> **EXERCISE DESCRIPTION**: Nothing below is to be printed except the lines between the line holding "walking away from" and the line holding "let last = select_closest_pitch(target, admissible)?;", inclusive, each exactly as it appears.

> **INFORMATION GIVEN**:
________________

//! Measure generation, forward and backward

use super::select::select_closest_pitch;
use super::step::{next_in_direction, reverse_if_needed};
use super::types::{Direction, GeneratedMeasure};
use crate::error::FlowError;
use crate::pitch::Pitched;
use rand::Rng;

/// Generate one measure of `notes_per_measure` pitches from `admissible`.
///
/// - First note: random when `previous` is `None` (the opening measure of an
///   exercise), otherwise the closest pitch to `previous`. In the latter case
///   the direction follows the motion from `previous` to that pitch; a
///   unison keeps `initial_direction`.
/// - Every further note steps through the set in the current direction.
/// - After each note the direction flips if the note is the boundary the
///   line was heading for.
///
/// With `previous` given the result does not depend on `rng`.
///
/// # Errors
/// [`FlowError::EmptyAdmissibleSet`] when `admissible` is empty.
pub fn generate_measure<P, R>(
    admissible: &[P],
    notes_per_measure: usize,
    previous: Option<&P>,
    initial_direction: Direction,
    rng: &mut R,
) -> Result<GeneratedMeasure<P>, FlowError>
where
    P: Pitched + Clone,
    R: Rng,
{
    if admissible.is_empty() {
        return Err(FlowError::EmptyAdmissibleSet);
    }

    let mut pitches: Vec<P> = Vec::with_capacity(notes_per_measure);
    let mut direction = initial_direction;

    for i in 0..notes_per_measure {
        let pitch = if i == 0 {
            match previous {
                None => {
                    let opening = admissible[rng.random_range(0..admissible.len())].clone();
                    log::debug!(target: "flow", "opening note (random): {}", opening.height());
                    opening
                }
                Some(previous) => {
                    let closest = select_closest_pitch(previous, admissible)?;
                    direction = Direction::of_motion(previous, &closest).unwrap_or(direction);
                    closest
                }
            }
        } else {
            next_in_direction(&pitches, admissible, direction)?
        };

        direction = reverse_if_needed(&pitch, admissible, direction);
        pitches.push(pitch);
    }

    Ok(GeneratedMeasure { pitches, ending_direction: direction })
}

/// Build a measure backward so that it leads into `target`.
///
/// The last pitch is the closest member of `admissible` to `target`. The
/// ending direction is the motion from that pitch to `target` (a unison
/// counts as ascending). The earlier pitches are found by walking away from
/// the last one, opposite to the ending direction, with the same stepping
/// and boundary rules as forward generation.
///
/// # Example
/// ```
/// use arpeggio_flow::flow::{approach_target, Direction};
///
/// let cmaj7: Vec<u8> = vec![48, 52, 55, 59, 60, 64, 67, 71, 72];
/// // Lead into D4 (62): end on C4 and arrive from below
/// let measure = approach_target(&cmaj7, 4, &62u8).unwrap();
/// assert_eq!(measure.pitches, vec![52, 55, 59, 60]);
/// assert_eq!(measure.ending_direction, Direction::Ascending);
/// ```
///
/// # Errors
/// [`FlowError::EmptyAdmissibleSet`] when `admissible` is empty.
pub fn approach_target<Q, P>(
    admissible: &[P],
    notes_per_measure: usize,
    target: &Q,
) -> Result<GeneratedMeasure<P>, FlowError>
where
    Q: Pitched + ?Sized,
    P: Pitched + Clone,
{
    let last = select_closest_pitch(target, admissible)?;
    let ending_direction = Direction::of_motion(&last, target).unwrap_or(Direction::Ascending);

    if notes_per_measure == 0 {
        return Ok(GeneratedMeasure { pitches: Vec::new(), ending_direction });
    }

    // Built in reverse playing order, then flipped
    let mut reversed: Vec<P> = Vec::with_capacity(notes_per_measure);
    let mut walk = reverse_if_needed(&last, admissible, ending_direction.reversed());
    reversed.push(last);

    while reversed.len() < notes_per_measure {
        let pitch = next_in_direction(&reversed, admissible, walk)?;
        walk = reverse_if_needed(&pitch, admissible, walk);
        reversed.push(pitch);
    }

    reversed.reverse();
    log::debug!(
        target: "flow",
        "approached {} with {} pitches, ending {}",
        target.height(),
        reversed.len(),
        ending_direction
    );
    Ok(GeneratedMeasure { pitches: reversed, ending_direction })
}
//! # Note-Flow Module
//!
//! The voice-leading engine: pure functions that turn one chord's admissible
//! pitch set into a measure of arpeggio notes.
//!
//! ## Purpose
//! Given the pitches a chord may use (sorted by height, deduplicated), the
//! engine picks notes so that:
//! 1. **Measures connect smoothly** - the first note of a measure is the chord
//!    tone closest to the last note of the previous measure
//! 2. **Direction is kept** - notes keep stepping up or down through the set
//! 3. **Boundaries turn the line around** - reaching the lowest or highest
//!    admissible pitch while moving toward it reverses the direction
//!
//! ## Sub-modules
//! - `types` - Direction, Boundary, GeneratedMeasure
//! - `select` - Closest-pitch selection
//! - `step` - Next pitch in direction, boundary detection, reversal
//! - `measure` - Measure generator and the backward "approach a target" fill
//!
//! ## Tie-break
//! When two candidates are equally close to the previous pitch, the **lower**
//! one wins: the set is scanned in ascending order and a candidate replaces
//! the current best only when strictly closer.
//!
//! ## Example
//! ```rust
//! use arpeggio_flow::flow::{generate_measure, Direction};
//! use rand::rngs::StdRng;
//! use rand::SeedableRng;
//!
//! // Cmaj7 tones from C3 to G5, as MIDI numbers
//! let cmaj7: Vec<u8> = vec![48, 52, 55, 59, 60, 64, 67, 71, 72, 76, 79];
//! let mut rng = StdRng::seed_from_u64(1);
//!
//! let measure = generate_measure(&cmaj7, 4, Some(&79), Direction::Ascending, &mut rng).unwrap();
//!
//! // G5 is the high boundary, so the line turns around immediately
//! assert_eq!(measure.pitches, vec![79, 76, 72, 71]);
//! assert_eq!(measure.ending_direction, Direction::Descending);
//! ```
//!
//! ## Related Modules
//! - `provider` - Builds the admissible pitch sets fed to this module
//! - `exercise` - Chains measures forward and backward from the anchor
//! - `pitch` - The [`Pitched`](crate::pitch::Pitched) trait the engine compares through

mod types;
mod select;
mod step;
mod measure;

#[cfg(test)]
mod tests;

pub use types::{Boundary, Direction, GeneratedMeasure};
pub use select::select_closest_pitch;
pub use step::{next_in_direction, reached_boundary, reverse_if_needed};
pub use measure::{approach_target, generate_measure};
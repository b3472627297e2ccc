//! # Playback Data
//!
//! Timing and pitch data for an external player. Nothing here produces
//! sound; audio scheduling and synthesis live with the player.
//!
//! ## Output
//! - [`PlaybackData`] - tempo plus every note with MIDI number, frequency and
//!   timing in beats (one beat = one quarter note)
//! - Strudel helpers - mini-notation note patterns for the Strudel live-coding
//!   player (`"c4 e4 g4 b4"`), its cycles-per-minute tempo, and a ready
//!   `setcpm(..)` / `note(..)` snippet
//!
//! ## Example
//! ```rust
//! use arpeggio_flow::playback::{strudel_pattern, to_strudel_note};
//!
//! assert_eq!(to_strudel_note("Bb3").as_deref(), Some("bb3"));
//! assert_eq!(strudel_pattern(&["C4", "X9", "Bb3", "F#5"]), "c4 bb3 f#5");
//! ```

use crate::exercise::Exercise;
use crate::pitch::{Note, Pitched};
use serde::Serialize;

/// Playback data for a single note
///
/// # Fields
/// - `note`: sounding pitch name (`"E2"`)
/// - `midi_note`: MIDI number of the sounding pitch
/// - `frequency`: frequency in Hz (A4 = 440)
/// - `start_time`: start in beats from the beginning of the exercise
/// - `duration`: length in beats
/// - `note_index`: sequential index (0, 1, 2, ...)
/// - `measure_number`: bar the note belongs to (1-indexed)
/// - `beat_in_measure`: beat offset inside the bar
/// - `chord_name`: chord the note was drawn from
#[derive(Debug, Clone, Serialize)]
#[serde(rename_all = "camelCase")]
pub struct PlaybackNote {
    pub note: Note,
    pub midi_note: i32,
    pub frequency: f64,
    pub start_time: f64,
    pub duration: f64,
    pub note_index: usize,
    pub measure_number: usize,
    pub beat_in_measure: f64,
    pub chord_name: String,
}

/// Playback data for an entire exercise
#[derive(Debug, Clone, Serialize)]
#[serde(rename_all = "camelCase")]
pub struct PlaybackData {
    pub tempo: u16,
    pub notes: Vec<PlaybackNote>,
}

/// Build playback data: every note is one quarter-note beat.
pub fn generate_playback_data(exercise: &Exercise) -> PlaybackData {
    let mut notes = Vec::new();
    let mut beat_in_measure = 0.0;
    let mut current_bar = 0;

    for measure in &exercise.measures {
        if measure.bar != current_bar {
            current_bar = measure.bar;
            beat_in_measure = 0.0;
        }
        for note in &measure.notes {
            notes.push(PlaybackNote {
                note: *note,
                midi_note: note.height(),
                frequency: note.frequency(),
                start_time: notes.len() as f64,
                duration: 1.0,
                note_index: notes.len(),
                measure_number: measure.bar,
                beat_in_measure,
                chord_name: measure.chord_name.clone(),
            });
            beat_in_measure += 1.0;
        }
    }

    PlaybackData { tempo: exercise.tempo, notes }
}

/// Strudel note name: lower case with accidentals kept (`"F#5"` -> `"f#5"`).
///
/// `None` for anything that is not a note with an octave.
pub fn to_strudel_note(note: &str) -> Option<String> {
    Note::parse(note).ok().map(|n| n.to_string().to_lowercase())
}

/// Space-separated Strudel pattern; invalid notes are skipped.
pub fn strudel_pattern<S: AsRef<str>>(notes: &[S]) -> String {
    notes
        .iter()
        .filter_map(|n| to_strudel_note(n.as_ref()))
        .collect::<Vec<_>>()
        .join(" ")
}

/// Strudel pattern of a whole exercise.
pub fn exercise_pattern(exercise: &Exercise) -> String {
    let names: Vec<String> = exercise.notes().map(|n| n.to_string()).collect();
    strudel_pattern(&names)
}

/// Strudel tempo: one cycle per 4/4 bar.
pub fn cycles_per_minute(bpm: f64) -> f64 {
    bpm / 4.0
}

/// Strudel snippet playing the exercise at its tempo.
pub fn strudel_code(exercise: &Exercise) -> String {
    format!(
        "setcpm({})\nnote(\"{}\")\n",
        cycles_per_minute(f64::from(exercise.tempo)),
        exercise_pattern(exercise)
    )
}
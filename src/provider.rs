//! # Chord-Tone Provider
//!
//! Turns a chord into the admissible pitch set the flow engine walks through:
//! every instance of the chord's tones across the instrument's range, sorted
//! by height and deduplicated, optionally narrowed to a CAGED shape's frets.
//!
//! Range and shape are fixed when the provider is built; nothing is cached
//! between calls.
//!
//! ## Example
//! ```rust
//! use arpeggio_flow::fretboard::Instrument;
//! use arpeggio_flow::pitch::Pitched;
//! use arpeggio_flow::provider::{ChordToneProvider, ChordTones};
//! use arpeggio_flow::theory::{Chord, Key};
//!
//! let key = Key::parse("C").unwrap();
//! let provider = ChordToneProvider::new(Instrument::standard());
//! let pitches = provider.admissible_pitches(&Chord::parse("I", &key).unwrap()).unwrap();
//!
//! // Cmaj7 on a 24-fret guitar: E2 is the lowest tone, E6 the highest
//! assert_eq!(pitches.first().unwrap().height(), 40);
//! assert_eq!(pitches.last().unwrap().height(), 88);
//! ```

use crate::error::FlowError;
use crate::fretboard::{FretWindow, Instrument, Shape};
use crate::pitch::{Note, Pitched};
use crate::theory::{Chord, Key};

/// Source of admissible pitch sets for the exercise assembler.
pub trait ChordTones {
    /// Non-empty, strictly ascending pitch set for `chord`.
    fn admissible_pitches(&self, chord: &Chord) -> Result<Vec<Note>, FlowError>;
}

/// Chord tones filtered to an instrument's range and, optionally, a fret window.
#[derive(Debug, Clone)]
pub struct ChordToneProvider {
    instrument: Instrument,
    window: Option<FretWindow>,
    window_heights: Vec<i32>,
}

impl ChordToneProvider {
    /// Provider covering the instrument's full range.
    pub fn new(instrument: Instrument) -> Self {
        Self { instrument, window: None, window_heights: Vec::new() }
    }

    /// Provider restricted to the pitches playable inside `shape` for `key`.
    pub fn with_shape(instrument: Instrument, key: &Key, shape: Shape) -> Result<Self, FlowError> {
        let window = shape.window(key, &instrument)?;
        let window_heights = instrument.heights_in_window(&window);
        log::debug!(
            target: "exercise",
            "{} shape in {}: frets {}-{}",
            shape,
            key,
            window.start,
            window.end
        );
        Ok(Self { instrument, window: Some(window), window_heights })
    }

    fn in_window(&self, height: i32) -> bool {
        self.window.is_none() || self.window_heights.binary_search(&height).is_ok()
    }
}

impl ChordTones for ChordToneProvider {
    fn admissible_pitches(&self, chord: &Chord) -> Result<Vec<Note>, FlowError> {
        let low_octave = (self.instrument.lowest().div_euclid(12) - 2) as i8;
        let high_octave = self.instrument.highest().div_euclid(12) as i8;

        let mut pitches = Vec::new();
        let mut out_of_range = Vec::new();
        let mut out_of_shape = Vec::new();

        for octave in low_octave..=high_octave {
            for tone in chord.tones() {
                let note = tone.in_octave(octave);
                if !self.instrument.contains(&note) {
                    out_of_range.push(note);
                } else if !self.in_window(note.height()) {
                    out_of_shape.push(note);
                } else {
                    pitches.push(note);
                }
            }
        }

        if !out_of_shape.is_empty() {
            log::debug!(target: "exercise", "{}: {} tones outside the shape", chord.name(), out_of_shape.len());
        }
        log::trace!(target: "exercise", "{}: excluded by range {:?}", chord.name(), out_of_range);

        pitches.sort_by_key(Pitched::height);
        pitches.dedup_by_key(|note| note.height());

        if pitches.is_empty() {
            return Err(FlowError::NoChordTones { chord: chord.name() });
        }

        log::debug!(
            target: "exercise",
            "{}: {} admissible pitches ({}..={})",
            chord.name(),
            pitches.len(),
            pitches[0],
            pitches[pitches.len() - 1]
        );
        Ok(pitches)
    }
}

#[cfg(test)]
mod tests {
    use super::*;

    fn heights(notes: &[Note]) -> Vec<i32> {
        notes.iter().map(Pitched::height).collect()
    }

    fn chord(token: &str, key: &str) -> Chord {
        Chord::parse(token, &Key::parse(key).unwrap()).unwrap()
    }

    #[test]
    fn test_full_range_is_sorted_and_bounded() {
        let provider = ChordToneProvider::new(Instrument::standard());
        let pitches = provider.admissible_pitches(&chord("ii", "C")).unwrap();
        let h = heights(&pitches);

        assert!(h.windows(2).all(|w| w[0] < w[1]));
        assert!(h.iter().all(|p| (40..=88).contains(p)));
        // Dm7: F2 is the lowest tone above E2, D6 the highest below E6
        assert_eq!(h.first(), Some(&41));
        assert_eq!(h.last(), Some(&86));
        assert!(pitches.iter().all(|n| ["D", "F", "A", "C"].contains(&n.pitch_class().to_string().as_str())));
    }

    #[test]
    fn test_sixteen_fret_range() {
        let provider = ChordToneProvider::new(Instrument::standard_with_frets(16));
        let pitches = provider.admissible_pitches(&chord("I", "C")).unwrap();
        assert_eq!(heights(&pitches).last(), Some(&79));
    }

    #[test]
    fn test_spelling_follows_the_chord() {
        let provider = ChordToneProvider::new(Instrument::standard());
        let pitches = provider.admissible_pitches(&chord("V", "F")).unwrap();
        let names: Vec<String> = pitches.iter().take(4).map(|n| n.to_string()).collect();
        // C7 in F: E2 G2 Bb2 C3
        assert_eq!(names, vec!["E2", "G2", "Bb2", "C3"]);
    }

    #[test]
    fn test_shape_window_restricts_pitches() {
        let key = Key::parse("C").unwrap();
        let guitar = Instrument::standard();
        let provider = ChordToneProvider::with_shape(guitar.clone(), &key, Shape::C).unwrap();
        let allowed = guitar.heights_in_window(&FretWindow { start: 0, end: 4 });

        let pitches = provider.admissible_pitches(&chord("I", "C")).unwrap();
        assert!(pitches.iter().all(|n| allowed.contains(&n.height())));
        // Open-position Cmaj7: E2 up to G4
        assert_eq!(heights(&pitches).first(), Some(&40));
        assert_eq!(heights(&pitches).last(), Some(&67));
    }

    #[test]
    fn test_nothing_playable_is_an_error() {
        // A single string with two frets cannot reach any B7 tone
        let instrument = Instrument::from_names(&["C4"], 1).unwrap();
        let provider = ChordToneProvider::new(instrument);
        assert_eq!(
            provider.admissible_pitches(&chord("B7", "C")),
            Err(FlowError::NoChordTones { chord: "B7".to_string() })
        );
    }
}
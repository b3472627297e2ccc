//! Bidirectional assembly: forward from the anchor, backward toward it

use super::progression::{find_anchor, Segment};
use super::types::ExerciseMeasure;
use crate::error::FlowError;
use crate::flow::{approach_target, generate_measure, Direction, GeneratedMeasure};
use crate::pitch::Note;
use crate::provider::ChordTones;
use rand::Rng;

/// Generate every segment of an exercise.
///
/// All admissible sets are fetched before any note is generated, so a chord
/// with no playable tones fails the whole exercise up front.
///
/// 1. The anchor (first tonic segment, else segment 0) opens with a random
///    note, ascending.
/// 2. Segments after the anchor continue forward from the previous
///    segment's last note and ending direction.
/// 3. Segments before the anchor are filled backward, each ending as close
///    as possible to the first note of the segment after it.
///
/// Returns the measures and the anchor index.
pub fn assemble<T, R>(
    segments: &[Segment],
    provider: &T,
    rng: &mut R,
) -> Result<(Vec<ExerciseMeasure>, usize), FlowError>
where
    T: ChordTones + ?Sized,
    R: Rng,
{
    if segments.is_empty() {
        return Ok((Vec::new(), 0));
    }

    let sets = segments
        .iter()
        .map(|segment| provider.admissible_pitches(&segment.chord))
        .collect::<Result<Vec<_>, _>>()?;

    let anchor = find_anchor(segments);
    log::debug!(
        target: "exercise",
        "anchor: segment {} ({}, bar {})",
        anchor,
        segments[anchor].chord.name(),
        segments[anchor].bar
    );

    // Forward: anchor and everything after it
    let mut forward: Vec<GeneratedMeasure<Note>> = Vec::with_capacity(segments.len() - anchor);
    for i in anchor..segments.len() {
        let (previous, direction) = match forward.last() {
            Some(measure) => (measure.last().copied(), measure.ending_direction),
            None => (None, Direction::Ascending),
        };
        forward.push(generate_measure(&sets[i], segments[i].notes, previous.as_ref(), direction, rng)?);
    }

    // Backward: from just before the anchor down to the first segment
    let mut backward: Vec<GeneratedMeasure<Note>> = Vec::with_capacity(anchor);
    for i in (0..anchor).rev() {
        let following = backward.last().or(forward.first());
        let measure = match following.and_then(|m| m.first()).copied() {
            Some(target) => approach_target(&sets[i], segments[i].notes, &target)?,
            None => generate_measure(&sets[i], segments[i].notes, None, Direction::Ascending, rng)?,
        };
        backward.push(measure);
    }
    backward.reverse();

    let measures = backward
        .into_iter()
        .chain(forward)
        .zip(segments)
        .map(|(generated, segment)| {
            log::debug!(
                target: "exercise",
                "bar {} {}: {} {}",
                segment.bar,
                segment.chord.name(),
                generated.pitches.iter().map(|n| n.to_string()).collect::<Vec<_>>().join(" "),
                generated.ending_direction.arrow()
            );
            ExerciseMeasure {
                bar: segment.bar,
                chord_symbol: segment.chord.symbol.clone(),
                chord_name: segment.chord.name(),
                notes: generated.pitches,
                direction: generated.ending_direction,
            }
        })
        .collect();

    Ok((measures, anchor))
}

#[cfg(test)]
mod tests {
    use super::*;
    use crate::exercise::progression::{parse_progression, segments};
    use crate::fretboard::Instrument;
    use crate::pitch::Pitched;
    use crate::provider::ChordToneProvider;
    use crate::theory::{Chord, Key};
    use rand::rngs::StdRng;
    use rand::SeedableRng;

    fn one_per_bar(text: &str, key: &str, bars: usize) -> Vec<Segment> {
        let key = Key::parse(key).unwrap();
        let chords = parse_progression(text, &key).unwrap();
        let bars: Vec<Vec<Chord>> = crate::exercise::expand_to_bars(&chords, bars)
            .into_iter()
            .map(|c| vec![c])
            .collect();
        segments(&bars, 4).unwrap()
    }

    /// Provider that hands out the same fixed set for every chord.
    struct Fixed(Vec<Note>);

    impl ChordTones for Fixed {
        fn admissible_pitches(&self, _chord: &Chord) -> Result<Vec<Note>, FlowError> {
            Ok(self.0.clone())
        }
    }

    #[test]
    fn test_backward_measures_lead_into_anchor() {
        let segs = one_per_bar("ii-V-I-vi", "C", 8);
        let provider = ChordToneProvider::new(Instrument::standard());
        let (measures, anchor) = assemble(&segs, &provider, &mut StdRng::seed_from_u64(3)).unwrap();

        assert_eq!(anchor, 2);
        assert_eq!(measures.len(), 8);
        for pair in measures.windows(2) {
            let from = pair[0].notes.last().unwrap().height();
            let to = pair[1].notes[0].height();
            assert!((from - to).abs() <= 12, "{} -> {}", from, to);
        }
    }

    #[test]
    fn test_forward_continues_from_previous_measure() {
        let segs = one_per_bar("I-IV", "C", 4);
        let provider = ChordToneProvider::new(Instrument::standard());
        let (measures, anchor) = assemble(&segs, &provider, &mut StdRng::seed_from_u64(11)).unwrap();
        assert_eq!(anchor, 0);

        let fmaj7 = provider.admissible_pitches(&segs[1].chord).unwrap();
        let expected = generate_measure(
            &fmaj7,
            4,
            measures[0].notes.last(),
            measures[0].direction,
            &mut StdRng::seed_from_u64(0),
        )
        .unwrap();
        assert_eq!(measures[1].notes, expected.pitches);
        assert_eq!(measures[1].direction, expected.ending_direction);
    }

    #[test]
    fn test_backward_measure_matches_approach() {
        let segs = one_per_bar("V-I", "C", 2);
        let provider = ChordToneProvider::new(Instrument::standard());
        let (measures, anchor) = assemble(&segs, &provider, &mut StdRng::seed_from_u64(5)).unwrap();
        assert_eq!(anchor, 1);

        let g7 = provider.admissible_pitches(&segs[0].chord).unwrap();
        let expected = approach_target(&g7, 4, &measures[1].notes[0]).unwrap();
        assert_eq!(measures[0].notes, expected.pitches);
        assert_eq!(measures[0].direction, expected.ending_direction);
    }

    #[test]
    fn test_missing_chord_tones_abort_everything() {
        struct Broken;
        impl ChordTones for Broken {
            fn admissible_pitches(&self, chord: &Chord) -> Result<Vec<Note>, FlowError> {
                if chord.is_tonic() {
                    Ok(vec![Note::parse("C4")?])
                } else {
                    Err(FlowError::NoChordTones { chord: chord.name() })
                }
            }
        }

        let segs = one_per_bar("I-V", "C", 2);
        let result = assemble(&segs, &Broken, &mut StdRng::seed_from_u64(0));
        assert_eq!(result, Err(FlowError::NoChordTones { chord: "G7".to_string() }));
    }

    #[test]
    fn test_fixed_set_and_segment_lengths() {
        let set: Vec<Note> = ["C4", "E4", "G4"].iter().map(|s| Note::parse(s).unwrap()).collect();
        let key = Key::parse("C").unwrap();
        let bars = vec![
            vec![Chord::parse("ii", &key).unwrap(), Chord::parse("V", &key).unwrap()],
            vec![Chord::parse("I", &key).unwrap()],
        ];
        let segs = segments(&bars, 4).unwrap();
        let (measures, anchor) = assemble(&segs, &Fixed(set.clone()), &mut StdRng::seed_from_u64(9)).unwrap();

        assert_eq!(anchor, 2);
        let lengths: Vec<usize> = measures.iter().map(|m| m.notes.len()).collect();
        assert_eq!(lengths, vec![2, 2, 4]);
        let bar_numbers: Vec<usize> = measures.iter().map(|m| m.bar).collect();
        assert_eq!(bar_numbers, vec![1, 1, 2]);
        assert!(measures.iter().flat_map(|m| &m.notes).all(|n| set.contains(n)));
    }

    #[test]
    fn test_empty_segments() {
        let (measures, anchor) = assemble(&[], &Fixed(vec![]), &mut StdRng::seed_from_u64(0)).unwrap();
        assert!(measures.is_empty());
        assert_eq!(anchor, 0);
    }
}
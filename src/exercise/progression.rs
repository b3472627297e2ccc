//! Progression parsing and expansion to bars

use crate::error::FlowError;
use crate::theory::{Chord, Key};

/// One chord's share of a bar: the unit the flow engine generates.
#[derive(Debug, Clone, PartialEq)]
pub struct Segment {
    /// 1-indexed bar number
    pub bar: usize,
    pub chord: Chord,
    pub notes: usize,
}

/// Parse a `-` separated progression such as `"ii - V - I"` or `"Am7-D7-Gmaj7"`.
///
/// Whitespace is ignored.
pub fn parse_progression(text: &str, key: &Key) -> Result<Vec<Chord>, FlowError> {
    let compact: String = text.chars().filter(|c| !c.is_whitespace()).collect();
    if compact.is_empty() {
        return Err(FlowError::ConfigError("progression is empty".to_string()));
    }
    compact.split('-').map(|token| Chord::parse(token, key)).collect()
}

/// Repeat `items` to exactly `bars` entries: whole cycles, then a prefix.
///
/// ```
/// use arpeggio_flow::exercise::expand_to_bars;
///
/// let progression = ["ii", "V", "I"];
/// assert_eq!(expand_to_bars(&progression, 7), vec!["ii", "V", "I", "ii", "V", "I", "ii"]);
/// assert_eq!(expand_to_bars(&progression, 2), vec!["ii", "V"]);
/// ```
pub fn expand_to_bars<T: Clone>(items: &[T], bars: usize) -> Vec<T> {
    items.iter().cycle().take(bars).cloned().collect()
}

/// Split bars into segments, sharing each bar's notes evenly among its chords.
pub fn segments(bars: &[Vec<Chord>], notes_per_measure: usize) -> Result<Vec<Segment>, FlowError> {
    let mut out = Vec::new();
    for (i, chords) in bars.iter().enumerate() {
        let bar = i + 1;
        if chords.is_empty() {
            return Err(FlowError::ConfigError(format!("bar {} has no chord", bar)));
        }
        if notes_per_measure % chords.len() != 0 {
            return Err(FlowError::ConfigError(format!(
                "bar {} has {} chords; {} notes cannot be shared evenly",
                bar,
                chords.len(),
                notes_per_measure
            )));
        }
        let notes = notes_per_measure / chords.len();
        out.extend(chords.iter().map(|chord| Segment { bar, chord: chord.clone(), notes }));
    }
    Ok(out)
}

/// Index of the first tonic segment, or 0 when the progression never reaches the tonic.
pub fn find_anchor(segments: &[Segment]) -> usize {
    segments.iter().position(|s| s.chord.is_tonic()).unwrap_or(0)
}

________________

> **SOLUTION**:
/// counts as ascending). The earlier pitches are found by walking away from
/// the last one, opposite to the ending direction, with the same stepping
/// and boundary rules as forward generation.
///
/// # Example
/// ```
/// use arpeggio_flow::flow::{approach_target, Direction};
///
/// let cmaj7: Vec<u8> = vec![48, 52, 55, 59, 60, 64, 67, 71, 72];
/// // Lead into D4 (62): end on C4 and arrive from below
/// let measure = approach_target(&cmaj7, 4, &62u8).unwrap();
/// assert_eq!(measure.pitches, vec![52, 55, 59, 60]);
/// assert_eq!(measure.ending_direction, Direction::Ascending);
/// ```
///
/// # Errors
/// [`FlowError::EmptyAdmissibleSet`] when `admissible` is empty.
pub fn approach_target<Q, P>(
    admissible: &[P],
    notes_per_measure: usize,
    target: &Q,
) -> Result<GeneratedMeasure<P>, FlowError>
where
    Q: Pitched + ?Sized,
    P: Pitched + Clone,
{
    let last = select_closest_pitch(target, admissible)?;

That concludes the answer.